Editorial: In defending Missouri's unconstitutional gun law, AG Schmitt aids the criminals

The Biden administration sued Missouri in federal court in Kansas City on Wednesday over the state’s bonkers attempt to nullify enforcement of federal gun laws here. The plainly unconstitutional state statute has already had the predictable result of hampering crime-fighting efforts. Yet state Attorney General Eric Schmitt is, in his typically grandstanding way, vowing to defend the statute, declaring: “The law is on our side.”

Perhaps Schmitt has lost his copy of the Constitution. Article 4, Section 2 plainly dictates that when federal and state law are in conflict, federal law “shall be the supreme Law of the Land.” The passage contains no asterisks allowing ideological extremists in a state to blithely declare some federal laws unenforceable because that’s what their base wants to hear.

Yet that’s what Missouri’s ruling Republicans did last year with passage of the so-called Second Amendment Preservation Act. The act says that any federal gun law that doesn’t have a corresponding law in Missouri statutes cannot be enforced within the state, with the threat of expensive judgments against any police agencies that do.

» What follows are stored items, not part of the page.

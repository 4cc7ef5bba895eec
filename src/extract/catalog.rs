//! Node extractor for catalog navigation pages
//!
//! Catalog pages embed sibling-selection widgets: either captioned tiles
//! (`span.caption` inside a clickable container) or plain anchor lists.
//! Navigation is not carried in `href` attributes; each widget carries a
//! script-based click handler whose first single-quoted string literal is
//! the relative URL of the child page.

use scraper::{ElementRef, Html};

use crate::extract::{normalize, parse_selector, ExtractError, ExtractResult};

const CAPTION_SELECTOR: &str = "span.caption";
const ANCHOR_SELECTOR: &str = "a";

/// An owned handle to one child entry discovered on a navigation page
///
/// Created and discarded per page visit; never cached across traversal.
#[derive(Debug, Clone, PartialEq, Eq)]
pub struct CatalogChild {
    /// Normalized display text of the entry
    pub label: String,

    /// Relative navigation URL fragment, appended verbatim to the catalog root
    pub target: String,
}

/// Extracts captioned child entries in document order
///
/// The caption span itself only carries the label; the click handler lives
/// on the span's grandparent container, matching the catalog's tile markup.
///
/// # Errors
///
/// * [`ExtractError::NoMatches`] - no caption node on a page expected to
///   have children (crawl-structure violation, not a transient fault)
/// * [`ExtractError::MissingNavigation`] - a matched node whose container
///   carries no click handler
pub fn caption_children(html: &str) -> ExtractResult<Vec<CatalogChild>> {
    let document = Html::parse_document(html);
    let selector = parse_selector(CAPTION_SELECTOR)?;

    let mut children = Vec::new();
    for node in document.select(&selector) {
        let label = normalize(&node.inner_html());
        let container = node
            .parent()
            .and_then(|p| p.parent())
            .and_then(ElementRef::wrap);
        let target = navigation_target(container, &label)?;
        children.push(CatalogChild { label, target });
    }

    if children.is_empty() {
        return Err(ExtractError::NoMatches {
            selector: CAPTION_SELECTOR.to_string(),
        });
    }
    Ok(children)
}

/// Extracts anchor child entries in document order
///
/// Pages without caption markup (year listings, device listings) link their
/// children through plain anchors; the click handler sits on the anchor
/// itself.
///
/// # Errors
///
/// Same as [`caption_children`].
pub fn anchor_children(html: &str) -> ExtractResult<Vec<CatalogChild>> {
    let document = Html::parse_document(html);
    let selector = parse_selector(ANCHOR_SELECTOR)?;

    let mut children = Vec::new();
    for node in document.select(&selector) {
        let label = normalize(&node.inner_html());
        let target = navigation_target(Some(node), &label)?;
        children.push(CatalogChild { label, target });
    }

    if children.is_empty() {
        return Err(ExtractError::NoMatches {
            selector: ANCHOR_SELECTOR.to_string(),
        });
    }
    Ok(children)
}

/// Child entries of the catalog root: one per car model
pub fn model_entries(html: &str) -> ExtractResult<Vec<CatalogChild>> {
    caption_children(html)
}

/// Child entries of a model page: one per model year (anchor markup only)
pub fn year_entries(html: &str) -> ExtractResult<Vec<CatalogChild>> {
    anchor_children(html)
}

/// Child entries of a model-year page: one per trim/equipment
pub fn equipment_entries(html: &str) -> ExtractResult<Vec<CatalogChild>> {
    caption_children(html)
}

/// Child entries of an equipment page: one per device manufacturer
pub fn manufacturer_entries(html: &str) -> ExtractResult<Vec<CatalogChild>> {
    caption_children(html)
}

/// Child entries of a manufacturer page: one per device model (anchor markup)
pub fn device_entries(html: &str) -> ExtractResult<Vec<CatalogChild>> {
    anchor_children(html)
}

/// Pulls the navigation fragment out of an element's click handler
///
/// Takes the first single-quoted string literal of the `onclick` value and
/// decodes the `&amp;` entity; the fragment is otherwise used verbatim.
fn navigation_target(element: Option<ElementRef<'_>>, label: &str) -> ExtractResult<String> {
    element
        .and_then(|el| el.value().attr("onclick"))
        .and_then(first_quoted_literal)
        .map(|fragment| fragment.replace("&amp;", "&"))
        .ok_or_else(|| ExtractError::MissingNavigation {
            label: label.to_string(),
        })
}

/// Returns the text between the first and second single quote, if any
fn first_quoted_literal(handler: &str) -> Option<&str> {
    let mut parts = handler.split('\'');
    parts.next();
    parts.next()
}
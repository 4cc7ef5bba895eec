//! Configuration module for the harvester
//!
//! Handles loading, parsing, and validating TOML configuration files. The
//! config file is optional: every field has a default, so a bare invocation
//! crawls the fixed catalog root.

mod parser;
mod types;
mod validation;

// Re-export types
pub use types::{CatalogConfig, Config, CrawlerConfig, OutputConfig, DEFAULT_ROOT_URL};

// Re-export parser functions
pub use parser::{default_config, load_config};
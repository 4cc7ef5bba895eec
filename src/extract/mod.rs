//! Typed extraction functions over parsed catalog pages
//!
//! Every page shape the crawler visits has a named extraction function
//! returning owned data, so the parsed document never outlives a single
//! synchronous call (and never crosses an await point):
//! - navigation pages: caption widgets and plain anchor listings
//! - device feature pages: the leaf feature collector

mod catalog;
mod features;

pub use catalog::{
    anchor_children, caption_children, device_entries, equipment_entries, manufacturer_entries,
    model_entries, year_entries, CatalogChild,
};
pub use features::collect_features;

use ego_tree::NodeRef;
use scraper::{ElementRef, Node, Selector};
use thiserror::Error;

/// Errors raised when a page does not match the markup shape the catalog
/// templates guarantee. These indicate a template mismatch, not a transient
/// fault; nothing here is retried.
#[derive(Debug, Error)]
pub enum ExtractError {
    #[error("Invalid selector `{css}`: {message}")]
    Selector { css: String, message: String },

    #[error("No nodes matched `{selector}` on a page expected to have children")]
    NoMatches { selector: String },

    #[error("Node `{label}` has no click-navigation attribute")]
    MissingNavigation { label: String },

    #[error("Empty {context} node")]
    EmptyNode { context: &'static str },

    #[error("No description paragraph for heading `{heading}`")]
    MissingDescription { heading: String },

    #[error("No sub-feature list for heading `{heading}`")]
    MissingFeatureList { heading: String },

    #[error("List item `{item}` has fewer child nodes than the template requires")]
    TruncatedListItem { item: String },
}

/// Result type alias for extraction operations
pub type ExtractResult<T> = std::result::Result<T, ExtractError>;

/// Parses a CSS selector, surfacing failures as typed errors
pub(crate) fn parse_selector(css: &str) -> ExtractResult<Selector> {
    Selector::parse(css).map_err(|e| ExtractError::Selector {
        css: css.to_string(),
        message: e.to_string(),
    })
}

/// Normalizes a display label: strips leading/trailing spaces and literal
/// CR/LF characters. Entities inside the text are left encoded.
pub(crate) fn normalize(raw: &str) -> String {
    raw.trim_matches(|c| c == ' ' || c == '\r' || c == '\n')
        .to_string()
}

/// Returns the raw inner markup of an arbitrary node: the text of a text
/// node, or the inner HTML of an element.
pub(crate) fn raw_inner(node: NodeRef<'_, Node>) -> Option<String> {
    if let Some(text) = node.value().as_text() {
        return Some(text.to_string());
    }
    ElementRef::wrap(node).map(|el| el.inner_html())
}

/// Iterates the element children of a node carrying the given tag name
pub(crate) fn children_by_tag<'a>(
    node: NodeRef<'a, Node>,
    tag: &'a str,
) -> impl Iterator<Item = ElementRef<'a>> + 'a {
    node.children()
        .filter_map(ElementRef::wrap)
        .filter(move |el| el.value().name() == tag)
}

The bill’s culture-warrior authors no doubt thought this would look good on a bumper sticker. But in the real world, it has caused police to pull out of joint crime-fighting operations with the federal government, for fear of violating the law. “The Missouri law has had a harmful impact on public safety efforts within the state …,” the federal lawsuit claims. “Critical information that state and local offices previously shared with federal law enforcement officers to facilitate public safety and law enforcement is now frequently unavailable to federal law enforcement agencies in the same manner.”

Because of the Missouri act, the Justice Department has also pulled out of participation in Missouri’s “Safer Streets Initiative.” That was the successful state-federal joint crime-fighting effort that Schmitt established back when he was still doing his duty as attorney general, rather than using the powers of his office to pander to the hard right in service to his U.S. Senate bid.

In a statement, Schmitt accused the Biden administration of putting “partisan politics ahead of public safety.” That’s rich, from an attorney general who has abused his authority to intimidate school districts over masking policies, and now is defending a clearly illegal statute that is making it more difficult for police to fight crime.

The Missouri law, which is also being challenged by St. Louis and other plaintiffs in the state Supreme Court, doesn’t stand a chance of survival in the court system. Schmitt knows this as well as any other lawyer does. But as always these days, he is driven entirely by how many tough-talking headlines he can tout to the right-wing voters he hopes to win over in the Senate primary. Missouri’s potential crime victims, like its potential coronavirus victims, stand to pay a high price for Schmitt’s ambition.